• _Exercise details_: Gather, from the listing beneath this task, every line holding the string "false".

• _Exercise materials_:
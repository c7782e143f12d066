//! Lawyer directory service: lookup, search and profile updates.

use std::sync::Arc;
use tracing::{debug, info};
use uuid::Uuid;

use crate::domain::entities::lawyer::Lawyer;
use crate::domain::value_objects::LawyerProfileUpdate;
use crate::errors::{DomainError, DomainResult};
use crate::repositories::LawyerRepository;

/// Service over the lawyer directory
pub struct LawyerService<L: LawyerRepository> {
    lawyer_repository: Arc<L>,
}

impl<L: LawyerRepository> LawyerService<L> {
    pub fn new(lawyer_repository: Arc<L>) -> Self {
        Self { lawyer_repository }
    }

    /// Fetch a lawyer profile, failing with `NotFound` on a miss
    pub async fn get_lawyer(&self, id: Uuid) -> DomainResult<Lawyer> {
        self.lawyer_repository
            .find_by_id(id)
            .await?
            .ok_or_else(|| DomainError::not_found("lawyer"))
    }

    /// Search by name or specialization; no query lists everyone
    pub async fn search_lawyers(&self, query: Option<&str>) -> DomainResult<Vec<Lawyer>> {
        let lawyers = match query.map(str::trim).filter(|q| !q.is_empty()) {
            Some(q) => self.lawyer_repository.search(q).await?,
            None => self.lawyer_repository.list().await?,
        };
        debug!(count = lawyers.len(), "Lawyer search");
        Ok(lawyers)
    }

    /// Apply a partial update to a profile
    pub async fn update_profile(
        &self,
        id: Uuid,
        update: LawyerProfileUpdate,
    ) -> DomainResult<Lawyer> {
        let mut lawyer = self.get_lawyer(id).await?;
        if update.is_empty() {
            return Ok(lawyer);
        }

        lawyer.apply(update);
        let lawyer = self.lawyer_repository.update(lawyer).await?;
        info!(lawyer_id = %lawyer.id, "Lawyer profile updated");
        Ok(lawyer)
    }
}
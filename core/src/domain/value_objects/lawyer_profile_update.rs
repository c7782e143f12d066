//! Partial update applied to a lawyer profile.

use serde::{Deserialize, Serialize};

/// Fields a lawyer may change on their own profile; `None` leaves a field as is
#[derive(Debug, Clone, Default, PartialEq, Eq, Serialize, Deserialize)]
#[serde(rename_all = "camelCase")]
pub struct LawyerProfileUpdate {
    pub name: Option<String>,
    pub specialization: Option<String>,
    pub bio: Option<String>,
    pub years_of_experience: Option<u32>,
    pub hourly_rate: Option<u32>,
    pub is_available: Option<bool>,
}

impl LawyerProfileUpdate {
    /// Whether the update would change nothing
    pub fn is_empty(&self) -> bool {
        self == &Self::default()
    }
}
//! Main token service implementation

use chrono::{DateTime, Utc};
use jsonwebtoken::errors::ErrorKind;
use jsonwebtoken::{decode, encode, DecodingKey, EncodingKey, Header, Validation};
use sha2::{Digest, Sha256};
use std::time::Duration;
use tracing::{debug, info, warn};
use uuid::Uuid;

use crate::domain::entities::token::{Claims, TokenPair};
use crate::domain::entities::user::User;
use crate::errors::{DomainError, TokenError};
use crate::repositories::TokenStore;

use super::config::TokenServiceConfig;

const REFRESH_KEY_PREFIX: &str = "refresh";
const BLACKLIST_KEY_PREFIX: &str = "blacklist";
const BLACKLIST_MARKER: &str = "1";

/// Service for issuing and validating access tokens and tracking
/// refresh-token and blacklist state
///
/// Access tokens are self-contained HMAC-signed JWTs. Refresh tokens and
/// revocations live in the injected `TokenStore` under hashed keys, each with
/// a TTL so no entry outlives the token it describes.
pub struct TokenService<S: TokenStore> {
    store: S,
    config: TokenServiceConfig,
    encoding_key: EncodingKey,
    decoding_key: DecodingKey,
    validation: Validation,
    /// Same as `validation` but accepts expired tokens, for blacklist TTLs
    lifetime_validation: Validation,
}

impl<S: TokenStore> TokenService<S> {
    /// Creates a new token service instance
    ///
    /// # Arguments
    ///
    /// * `store` - Token store for refresh and blacklist entries
    /// * `config` - Token service configuration
    ///
    /// # Returns
    ///
    /// A new `TokenService`, or `DomainError::Internal` if the secret is empty,
    /// the algorithm is not HMAC, or a lifetime is not positive
    pub fn new(store: S, config: TokenServiceConfig) -> Result<Self, DomainError> {
        config.validate()?;

        let encoding_key = EncodingKey::from_secret(config.jwt_secret.as_bytes());
        let decoding_key = DecodingKey::from_secret(config.jwt_secret.as_bytes());

        let mut validation = Validation::new(config.algorithm);
        validation.leeway = config.leeway_seconds;
        validation.validate_exp = true;
        validation.set_required_spec_claims(&["exp", "sub"]);

        let mut lifetime_validation = validation.clone();
        lifetime_validation.validate_exp = false;

        info!(
            algorithm = ?config.algorithm,
            access_ttl = config.access_token_ttl_seconds,
            refresh_ttl = config.refresh_token_ttl_seconds,
            "Token service initialised"
        );

        Ok(Self {
            store,
            config,
            encoding_key,
            decoding_key,
            validation,
            lifetime_validation,
        })
    }

    /// The backing token store
    pub fn store(&self) -> &S {
        &self.store
    }

    /// The active configuration
    pub fn config(&self) -> &TokenServiceConfig {
        &self.config
    }

    /// Issues a signed access token for a user, valid from now
    ///
    /// # Arguments
    ///
    /// * `user` - The token subject; its email becomes the `sub` claim
    ///
    /// # Returns
    ///
    /// * `Ok(String)` - Compact JWT
    /// * `Err(TokenError::TokenGenerationFailed)` - Empty email or encoding failure
    pub fn issue_access_token(&self, user: &User) -> Result<String, DomainError> {
        self.issue_access_token_at(user, Utc::now())
    }

    /// Issues a signed access token with an explicit issue time
    pub fn issue_access_token_at(
        &self,
        user: &User,
        issued_at: DateTime<Utc>,
    ) -> Result<String, DomainError> {
        if user.email.trim().is_empty() {
            warn!(user_id = %user.id, "Refusing to issue access token without a subject");
            return Err(TokenError::TokenGenerationFailed.into());
        }

        let claims = Claims::new(
            user.email.clone(),
            issued_at,
            self.config.access_token_ttl_seconds,
        );
        let token = self.encode_jwt(&claims)?;

        debug!(user_id = %user.id, exp = claims.exp, "Issued access token");
        Ok(token)
    }

    /// Encodes claims into a JWT
    fn encode_jwt(&self, claims: &Claims) -> Result<String, DomainError> {
        let header = Header::new(self.config.algorithm);
        encode(&header, claims, &self.encoding_key)
            .map_err(|_| DomainError::Token(TokenError::TokenGenerationFailed))
    }

    /// Verifies signature and expiry and returns the decoded claims
    ///
    /// # Returns
    ///
    /// * `Ok(Claims)` - Token is authentic and unexpired
    /// * `Err(TokenError::TokenExpired)` - Current time is past `exp`
    /// * `Err(TokenError::InvalidToken)` - Malformed token or bad signature
    pub fn decode_claims(&self, token: &str) -> Result<Claims, DomainError> {
        decode::<Claims>(token, &self.decoding_key, &self.validation)
            .map(|data| data.claims)
            .map_err(|e| match e.kind() {
                ErrorKind::ExpiredSignature => DomainError::Token(TokenError::TokenExpired),
                _ => DomainError::Token(TokenError::InvalidToken),
            })
    }

    /// Validates an access token and returns its subject (the user's email)
    ///
    /// Does not consult the blacklist; see `authenticate_access_token`.
    pub fn validate_access_token(&self, token: &str) -> Result<String, DomainError> {
        self.decode_claims(token).map(|claims| claims.sub)
    }

    /// Validates an access token and rejects it if blacklisted
    ///
    /// # Returns
    ///
    /// * `Ok(String)` - Subject of a usable token
    /// * `Err(TokenError::TokenRevoked)` - Authentic and unexpired but blacklisted
    /// * Any error from `validate_access_token`
    pub async fn authenticate_access_token(&self, token: &str) -> Result<String, DomainError> {
        let subject = self.validate_access_token(token)?;

        if self.is_blacklisted(token).await? {
            debug!("Rejected blacklisted access token");
            return Err(TokenError::TokenRevoked.into());
        }

        Ok(subject)
    }

    /// Issues an opaque refresh token bound to a user
    ///
    /// # Arguments
    ///
    /// * `user_id` - The user the token resolves to
    ///
    /// # Returns
    ///
    /// * `Ok(String)` - Random UUID v4 token
    /// * `Err(DomainError)` - The store rejected the write
    pub async fn issue_refresh_token(&self, user_id: Uuid) -> Result<String, DomainError> {
        let token = Uuid::new_v4().to_string();

        self.store
            .put(
                &refresh_key(&token),
                &user_id.to_string(),
                self.config.refresh_ttl(),
            )
            .await?;

        debug!(user_id = %user_id, "Issued refresh token");
        Ok(token)
    }

    /// Resolves a refresh token to its user
    ///
    /// # Returns
    ///
    /// * `Ok(Some(Uuid))` - Token is active
    /// * `Ok(None)` - Never issued, revoked, or expired
    pub async fn resolve_refresh_token(&self, token: &str) -> Result<Option<Uuid>, DomainError> {
        let key = refresh_key(token);
        let value = self.store.get(&key).await?;
        Ok(value.and_then(|value| parse_user_id(&key, &value)))
    }

    /// Resolves a refresh token and revokes it in one step
    ///
    /// Of several concurrent calls with the same token, at most one gets the
    /// user back; the rest see `Ok(None)` as if the token had been revoked.
    pub async fn consume_refresh_token(&self, token: &str) -> Result<Option<Uuid>, DomainError> {
        let key = refresh_key(token);
        let value = self.store.take(&key).await?;
        debug!(consumed = value.is_some(), "Consumed refresh token");
        Ok(value.and_then(|value| parse_user_id(&key, &value)))
    }

    /// Revokes a refresh token; revoking an unknown token is not an error
    pub async fn revoke_refresh_token(&self, token: &str) -> Result<(), DomainError> {
        let removed = self.store.delete(&refresh_key(token)).await?;
        debug!(removed, "Revoked refresh token");
        Ok(())
    }

    /// Marks an access token as revoked
    ///
    /// Any string is accepted. The entry lives until the token can no longer
    /// validate (remaining lifetime plus leeway) when it decodes with a valid
    /// signature and is not long expired, otherwise for the full access
    /// token lifetime.
    pub async fn blacklist_access_token(&self, token: &str) -> Result<(), DomainError> {
        let ttl = self.blacklist_ttl(token);
        self.store
            .put(&blacklist_key(token), BLACKLIST_MARKER, ttl)
            .await?;

        info!(ttl_seconds = ttl.as_secs(), "Blacklisted access token");
        Ok(())
    }

    /// Whether an access token has been blacklisted
    pub async fn is_blacklisted(&self, token: &str) -> Result<bool, DomainError> {
        self.store.exists(&blacklist_key(token)).await
    }

    /// Issues an access token and a refresh token for a user
    pub async fn issue_token_pair(&self, user: &User) -> Result<TokenPair, DomainError> {
        let access_token = self.issue_access_token(user)?;
        let refresh_token = self.issue_refresh_token(user.id).await?;

        Ok(TokenPair::new(
            access_token,
            refresh_token,
            self.config.access_token_ttl_seconds,
            self.config.refresh_token_ttl_seconds,
        ))
    }

    /// Evicts expired refresh and blacklist entries from the store
    pub async fn purge_expired(&self) -> Result<usize, DomainError> {
        self.store.purge_expired().await
    }

    /// Lifetime of a blacklist entry
    ///
    /// Expiry is checked against whole seconds, so a token stays valid
    /// through second `exp + leeway`; the entry must outlive that second.
    fn blacklist_ttl(&self, token: &str) -> Duration {
        let now = Utc::now().timestamp();
        let remaining = decode::<Claims>(token, &self.decoding_key, &self.lifetime_validation)
            .ok()
            .map(|data| data.claims.exp - now + self.config.leeway_seconds as i64 + 1)
            .filter(|seconds| *seconds > 0);

        match remaining {
            Some(seconds) => Duration::from_secs(seconds as u64),
            None => self.config.access_ttl(),
        }
    }
}

fn parse_user_id(key: &str, value: &str) -> Option<Uuid> {
    match Uuid::parse_str(value) {
        Ok(user_id) => Some(user_id),
        Err(_) => {
            warn!(key = %key, "Refresh entry holds a malformed user id");
            None
        }
    }
}

/// Hashes a token so raw values never reach the store
pub(crate) fn hash_token(token: &str) -> String {
    hex::encode(Sha256::digest(token.as_bytes()))
}

pub(crate) fn refresh_key(token: &str) -> String {
    format!("{}:{}", REFRESH_KEY_PREFIX, hash_token(token))
}

pub(crate) fn blacklist_key(token: &str) -> String {
    format!("{}:{}", BLACKLIST_KEY_PREFIX, hash_token(token))
}
//! Consultation workflow implementation

use chrono::Utc;
use std::sync::Arc;
use tracing::info;
use uuid::Uuid;

use crate::domain::entities::consultation::{Consultation, ConsultationStatus};
use crate::domain::value_objects::ConsultationRequest;
use crate::errors::{DomainError, DomainResult, ValidationError};
use crate::repositories::{ConsultationRepository, LawyerRepository};

use super::config::ConsultationServiceConfig;

/// Service handling consultation booking and status changes
pub struct ConsultationService<L, C>
where
    L: LawyerRepository,
    C: ConsultationRepository,
{
    lawyer_repository: Arc<L>,
    consultation_repository: Arc<C>,
    config: ConsultationServiceConfig,
}

impl<L, C> ConsultationService<L, C>
where
    L: LawyerRepository,
    C: ConsultationRepository,
{
    /// Create a new consultation service
    ///
    /// # Arguments
    ///
    /// * `lawyer_repository` - Used to check the booked lawyer exists
    /// * `consultation_repository` - Persistence for consultations
    /// * `config` - Service configuration
    pub fn new(
        lawyer_repository: Arc<L>,
        consultation_repository: Arc<C>,
        config: ConsultationServiceConfig,
    ) -> Self {
        Self {
            lawyer_repository,
            consultation_repository,
            config,
        }
    }

    /// Book a consultation for a client
    ///
    /// # Returns
    ///
    /// * `Ok(Consultation)` - Persisted in `Pending` status
    /// * `Err(DomainError::ValidationErr)` - Missing fields, or a past schedule
    ///   when `require_future_schedule` is set
    /// * `Err(DomainError::NotFound)` - Unknown lawyer
    pub async fn request_consultation(
        &self,
        client_id: Uuid,
        request: ConsultationRequest,
    ) -> DomainResult<Consultation> {
        let (lawyer_id, scheduled_at) = request.into_parts()?;

        if self.lawyer_repository.find_by_id(lawyer_id).await?.is_none() {
            return Err(DomainError::not_found("lawyer"));
        }

        if self.config.require_future_schedule && scheduled_at <= Utc::now() {
            return Err(ValidationError::ScheduleInPast.into());
        }

        let consultation = self
            .consultation_repository
            .create(Consultation::new(client_id, lawyer_id, scheduled_at))
            .await?;

        info!(
            consultation_id = %consultation.id,
            client_id = %client_id,
            lawyer_id = %lawyer_id,
            "Consultation requested"
        );
        Ok(consultation)
    }

    /// A client's consultations, earliest first
    pub async fn list_for_client(&self, client_id: Uuid) -> DomainResult<Vec<Consultation>> {
        let consultations = self.consultation_repository.find_by_client(client_id).await?;
        Ok(sorted_by_schedule(consultations))
    }

    /// A lawyer's consultations, earliest first
    pub async fn list_for_lawyer(&self, lawyer_id: Uuid) -> DomainResult<Vec<Consultation>> {
        let consultations = self.consultation_repository.find_by_lawyer(lawyer_id).await?;
        Ok(sorted_by_schedule(consultations))
    }

    /// Move a consultation to a new status
    ///
    /// # Returns
    ///
    /// * `Err(DomainError::NotFound)` - Unknown consultation
    /// * `Err(DomainError::BusinessRule)` - Transition not allowed
    pub async fn update_status(
        &self,
        id: Uuid,
        status: ConsultationStatus,
    ) -> DomainResult<Consultation> {
        let mut consultation = self
            .consultation_repository
            .find_by_id(id)
            .await?
            .ok_or_else(|| DomainError::not_found("consultation"))?;

        let previous = consultation.status;
        if !consultation.transition_to(status) {
            return Err(DomainError::BusinessRule {
                message: format!(
                    "Cannot change consultation status from {} to {}",
                    previous, status
                ),
            });
        }

        let consultation = self.consultation_repository.update(consultation).await?;
        info!(
            consultation_id = %id,
            from = %previous,
            to = %status,
            "Consultation status changed"
        );
        Ok(consultation)
    }
}

fn sorted_by_schedule(mut consultations: Vec<Consultation>) -> Vec<Consultation> {
    consultations.sort_by_key(|c| c.scheduled_at);
    consultations
}
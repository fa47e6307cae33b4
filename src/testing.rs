//! In-memory transport and clock for tests.

use std::{
    collections::HashMap,
    sync::{
        atomic::{AtomicBool, AtomicU32, AtomicU64, Ordering},
        Mutex,
    },
};

use bytes::Bytes;
use futures::{future::BoxFuture, FutureExt};

use crate::{
    auth::Clock,
    transport::{AppKey, Cursor, RefreshedToken, Transport},
    UploadError,
};

pub const TOKEN_LIFETIME: u64 = 14_400;

pub fn app_key() -> AppKey {
    AppKey {
        key: "app".into(),
        secret: "secret".into(),
    }
}

pub struct FakeClock(AtomicU64);

impl FakeClock {
    pub fn new(now: u64) -> Self {
        Self(AtomicU64::new(now))
    }

    pub fn set(&self, now: u64) {
        self.0.store(now, Ordering::SeqCst);
    }
}

impl Clock for FakeClock {
    fn now(&self) -> u64 {
        self.0.load(Ordering::SeqCst)
    }
}

#[derive(Debug, Clone, PartialEq, Eq)]
pub enum Op {
    Upload { path: String, len: usize },
    Start { len: usize },
    Append { offset: u64, len: usize },
    Finish { offset: u64, path: String, len: usize },
    Account,
}

/// Records every data operation, stores committed files and fails on
/// demand.
#[derive(Default)]
pub struct FakeTransport {
    ops: Mutex<Vec<(Op, String)>>,
    files: Mutex<HashMap<String, Vec<u8>>>,
    sessions: Mutex<HashMap<String, Vec<u8>>>,
    failures: Mutex<HashMap<usize, UploadError>>,
    always: Mutex<Option<fn() -> UploadError>>,
    accepted_token: Mutex<Option<String>>,
    stall: AtomicBool,
    refreshes: AtomicU32,
    refresh_fails: AtomicBool,
}

impl FakeTransport {
    pub fn new() -> Self {
        Self::default()
    }

    /// The data operation with this 0-based index fails with `err`.
    pub fn fail_op(&self, index: usize, err: UploadError) {
        self.failures.lock().unwrap().insert(index, err);
    }

    pub fn fail_always(&self, f: fn() -> UploadError) {
        *self.always.lock().unwrap() = Some(f);
    }

    /// Data operations with any other token fail with 401.
    pub fn accept_only(&self, token: &str) {
        *self.accepted_token.lock().unwrap() = Some(token.to_string());
    }

    pub fn stall(&self, stall: bool) {
        self.stall.store(stall, Ordering::SeqCst);
    }

    pub fn fail_refresh(&self, fail: bool) {
        self.refresh_fails.store(fail, Ordering::SeqCst);
    }

    pub fn refresh_count(&self) -> u32 {
        self.refreshes.load(Ordering::SeqCst)
    }

    pub fn ops(&self) -> Vec<Op> {
        self.ops.lock().unwrap().iter().map(|(o, _)| o.clone()).collect()
    }

    pub fn tokens(&self) -> Vec<String> {
        self.ops.lock().unwrap().iter().map(|(_, t)| t.clone()).collect()
    }

    pub fn file(&self, path: &str) -> Option<Vec<u8>> {
        self.files.lock().unwrap().get(path).cloned()
    }

    pub fn file_count(&self) -> usize {
        self.files.lock().unwrap().len()
    }

    fn check(&self, op: Op, token: &str) -> Result<(), UploadError> {
        let index = {
            let mut ops = self.ops.lock().unwrap();
            ops.push((op, token.to_string()));
            ops.len() - 1
        };

        if let Some(e) = self.failures.lock().unwrap().remove(&index) {
            return Err(e);
        }
        if let Some(f) = *self.always.lock().unwrap() {
            return Err(f());
        }
        match self.accepted_token.lock().unwrap().as_deref() {
            Some(t) if t != token => Err(UploadError::Authentication),
            _ => Ok(()),
        }
    }

    fn respond<T: Send + 'static>(
        &self,
        r: Result<T, UploadError>,
    ) -> BoxFuture<'_, Result<T, UploadError>> {
        if self.stall.load(Ordering::SeqCst) {
            return futures::future::pending().boxed();
        }
        futures::future::ready(r).boxed()
    }
}

impl Transport for FakeTransport {
    fn upload(
        &self,
        token: String,
        path: String,
        body: Bytes,
    ) -> BoxFuture<'_, Result<(), UploadError>> {
        let op = Op::Upload {
            path: path.clone(),
            len: body.len(),
        };
        let r = self.check(op, &token).map(|_| {
            self.files.lock().unwrap().insert(path, body.to_vec());
        });
        self.respond(r)
    }

    fn session_start(
        &self,
        token: String,
        body: Bytes,
    ) -> BoxFuture<'_, Result<String, UploadError>> {
        let r = self.check(Op::Start { len: body.len() }, &token).map(|_| {
            let mut sessions = self.sessions.lock().unwrap();
            let id = format!("session-{}", sessions.len() + 1);
            sessions.insert(id.clone(), body.to_vec());
            id
        });
        self.respond(r)
    }

    fn session_append(
        &self,
        token: String,
        cursor: Cursor,
        body: Bytes,
    ) -> BoxFuture<'_, Result<(), UploadError>> {
        let op = Op::Append {
            offset: cursor.offset,
            len: body.len(),
        };
        let r = self.check(op, &token).and_then(|_| {
            let mut sessions = self.sessions.lock().unwrap();
            let data = sessions
                .get_mut(&cursor.session_id)
                .ok_or_else(|| UploadError::Other("unknown session".into()))?;
            if data.len() as u64 != cursor.offset {
                return Err(UploadError::Other("incorrect offset".into()));
            }
            data.extend_from_slice(&body);
            Ok(())
        });
        self.respond(r)
    }

    fn session_finish(
        &self,
        token: String,
        cursor: Cursor,
        path: String,
        body: Bytes,
    ) -> BoxFuture<'_, Result<(), UploadError>> {
        let op = Op::Finish {
            offset: cursor.offset,
            path: path.clone(),
            len: body.len(),
        };
        let r = self.check(op, &token).and_then(|_| {
            let mut data = self
                .sessions
                .lock()
                .unwrap()
                .remove(&cursor.session_id)
                .ok_or_else(|| UploadError::Other("unknown session".into()))?;
            if data.len() as u64 != cursor.offset {
                return Err(UploadError::Other("incorrect offset".into()));
            }
            data.extend_from_slice(&body);
            self.files.lock().unwrap().insert(path, data);
            Ok(())
        });
        self.respond(r)
    }

    fn refresh_token(
        &self,
        _app: AppKey,
        _refresh_token: String,
    ) -> BoxFuture<'_, Result<RefreshedToken, UploadError>> {
        let n = self.refreshes.fetch_add(1, Ordering::SeqCst) + 1;

        let r = match self.refresh_fails.load(Ordering::SeqCst) {
            true => Err(UploadError::Other("Token refresh failed: 400 Bad Request".into())),
            false => Ok(RefreshedToken {
                access_token: format!("token-{n}"),
                expires_in: TOKEN_LIFETIME,
            }),
        };
        futures::future::ready(r).boxed()
    }

    fn current_account(&self, token: String) -> BoxFuture<'_, Result<String, UploadError>> {
        let r = self
            .check(Op::Account, &token)
            .map(|_| "Test Account".to_string());
        self.respond(r)
    }
}
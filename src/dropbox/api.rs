use bytes::Bytes;
use reqwest::{header::*, Response};
use serde::Serialize;
use tracing::debug;

use crate::{
    dropbox::{types::*, HTTP},
    transport::{AppKey, Cursor, RefreshedToken},
    UploadError,
};

pub const API_URI: &str = "https://api.dropboxapi.com/2";
pub const CONTENT_URI: &str = "https://content.dropboxapi.com/2";
pub const TOKEN_URI: &str = "https://api.dropbox.com/oauth2/token";

const API_ARG: &str = "Dropbox-API-Arg";

pub async fn upload(token: &str, path: &str, body: Bytes) -> Result<(), UploadError> {
    content_call(token, "files/upload", &CommitInfo::overwrite(path), body).await?;
    Ok(())
}

pub async fn session_start(token: &str, body: Bytes) -> Result<String, UploadError> {
    let res = content_call(
        token,
        "files/upload_session/start",
        &SessionStartArg { close: false },
        body,
    )
    .await?
    .json::<SessionStartResult>()
    .await
    .map_err(|e| UploadError::Other(format!("unexpected session start response: {e}")))?;

    Ok(res.session_id)
}

pub async fn session_append(token: &str, cursor: &Cursor, body: Bytes) -> Result<(), UploadError> {
    let arg = AppendArg {
        cursor,
        close: false,
    };
    content_call(token, "files/upload_session/append_v2", &arg, body).await?;
    Ok(())
}

pub async fn session_finish(
    token: &str,
    cursor: &Cursor,
    path: &str,
    body: Bytes,
) -> Result<(), UploadError> {
    let arg = FinishArg {
        cursor,
        commit: CommitInfo::overwrite(path),
    };
    content_call(token, "files/upload_session/finish", &arg, body).await?;
    Ok(())
}

pub async fn current_account(token: &str) -> Result<String, UploadError> {
    let res = HTTP
        .post(format!("{API_URI}/users/get_current_account"))
        .bearer_auth(token)
        .header(CONTENT_TYPE, "application/json")
        .body("null")
        .send()
        .await
        .map_err(request_error)?;

    let account = check(res)
        .await?
        .json::<Account>()
        .await
        .map_err(|e| UploadError::Other(format!("unexpected account response: {e}")))?;

    debug!(email = ?account.email, "current account fetched");
    Ok(account.name.display_name)
}

pub async fn refresh_token(app: &AppKey, refresh_token: &str) -> Result<RefreshedToken, UploadError> {
    let res = HTTP
        .post(TOKEN_URI)
        .basic_auth(&app.key, Some(&app.secret))
        .form(&[
            ("refresh_token", refresh_token),
            ("grant_type", "refresh_token"),
        ])
        .send()
        .await
        .map_err(|e| UploadError::AuthRefresh(format!("Could not send post request to '{TOKEN_URI}': {e}")))?;

    let status = res.status();
    if !status.is_success() {
        let text = res.text().await.unwrap_or_default();
        return Err(UploadError::AuthRefresh(format!(
            "Token refresh failed: {status} {text}"
        )));
    }

    res.json::<RefreshedToken>()
        .await
        .map_err(|e| UploadError::AuthRefresh(format!("unexpected token response: {e}")))
}

async fn content_call<A: Serialize>(
    token: &str,
    endpoint: &str,
    arg: &A,
    body: Bytes,
) -> Result<Response, UploadError> {
    let arg = header_safe_json(arg)?;
    let len = body.len();

    let res = HTTP
        .post(format!("{CONTENT_URI}/{endpoint}"))
        .bearer_auth(token)
        .header(API_ARG, arg)
        .header(CONTENT_TYPE, "application/octet-stream")
        .body(body)
        .send()
        .await
        .map_err(request_error)?;

    debug!(endpoint, len, status = %res.status(), "content request sent");
    check(res).await
}

async fn check(res: Response) -> Result<Response, UploadError> {
    let status = res.status();
    if status.is_success() {
        return Ok(res);
    }

    let text = res.text().await.unwrap_or_default();
    Err(UploadError::from_status(status.as_u16(), &text))
}

fn request_error(e: reqwest::Error) -> UploadError {
    match e.is_timeout() {
        true => UploadError::Timeout("request"),
        false => UploadError::Network(e.to_string()),
    }
}

/// JSON for the `Dropbox-API-Arg` header. Header values must be ASCII, so
/// everything else is escaped as `\uXXXX`.
pub fn header_safe_json<A: Serialize>(arg: &A) -> Result<String, UploadError> {
    let json = serde_json::to_string(arg)?;
    let mut out = String::with_capacity(json.len());

    for c in json.chars() {
        if c.is_ascii() {
            out.push(c);
            continue;
        }

        let mut buf = [0u16; 2];
        for unit in c.encode_utf16(&mut buf) {
            out.push_str(&format!("\\u{unit:04x}"));
        }
    }

    Ok(out)
}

• _Answer for the task_:
        lifetime_validation.validate_exp = false;
            false => Ok(RefreshedToken {
        &SessionStartArg { close: false },
        close: false,
        false => UploadError::Network(e.to_string()),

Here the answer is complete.